David Neeleman põe os pontos nos iis quanto à sua posição na TAP

29-06-2020 (19h32)

Depois de meses de silêncio, o accionista de referência da TAP, David Neeleman, clarifica a sua posição em declaração escrita enviada à agência Lusa, na qual diz estar certo que “o Governo português saberá respeitar os compromissos assumidos com quem acreditou e transformou a companhia”.

David Neeleman diz na mesma declaração que é verdade que a TAP precisa “da ajuda do Estado Português”, acrescentando que assim é tal “como todas as outras companhias aéreas na Europa” e realça que “todo o investimento feito pelo Estado” na empresa “tem um retorno garantido, multiplicado por muitas vezes”.

E eleva a fasquia, garantindo que o seu foco “não é apenas garantir que a TAP sobreviva, mas que recupere a rota de crescimento que vinha percorrendo e que prospere para que possamos cuidar dos nossos trabalhadores e clientes”.

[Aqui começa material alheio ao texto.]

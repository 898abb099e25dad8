//! Effect system for crafting cards.
//!
//! Effects are the building blocks card implementations compose:
//! - `Effect`: Atomic counter changes (add, subtract, multiply, charged add)
//! - `Target`: How an effect picks its counter
//! - `PrdConfig` / `PrdHistory`: Self-correcting retrigger chance
//!
//! ## Design Philosophy
//!
//! Effects know nothing about individual cards. Modes in `crate::modes`
//! decide which effects a card applies and in what order; effects only
//! guarantee the counter floor and charge accounting.

mod effect;
mod prd;
mod targeting;

pub use effect::Effect;
pub use prd::{PrdConfig, PrdHistory, MAX_CHANCE, MIN_CHANCE};
pub use targeting::{Resolved, Target};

O empresário explica porque quebrou finalmente o silêncio que tem mantido, afirmando que: “no entanto, e porque há limites, não posso deixar de rejeitar as declarações sobre o empenho dos privados no futuro da TAP”.

O empresário, aliás, enaltece o historial da sua intervenção na TAP, dizendo que tem hoje o mesmo empenho que em 2015, “quando ganhámos a privatização e salvámos a TAP de uma situação de insolvência, e após cinco anos de trabalho muito duro transformámos a TAP numa companhia renovada, de maior dimensão e preparada para o futuro”.

“Continuamos a acreditar na TAP apesar desta enorme crise que afectou toda a economia e em particular o sector da aviação”, acrescenta, assinalando que “desde o início da crise a equipa executiva tem trabalhado noite e dia em conjunto com os fornecedores, tendo negociado e obtido apoios importantes na ordem de centenas de milhões de euros”.

“Apesar de não ter sido essa a nossa proposta, agradecemos muito o apoio do Estado português através de um empréstimo de emergência à TAP e aceitamos obviamente as medidas de controlo da utilização desse empréstimo”, garante Neeleman na mesma declaração,

O accionista diz que se sentiu na necessidade de “rejeitar as declarações sobre o empenho dos privados no futuro da TAP”, garantindo que estes estão “disponíveis para aceitar a participação do Estado na Comissão Executiva imediatamente e mesmo antes de uma eventual capitalização do empréstimo”, uma proposta a que o ministro Pedro Nuno Santos reagiu desabridamente, referindo-se à TAP como uma companhia de mão estendida.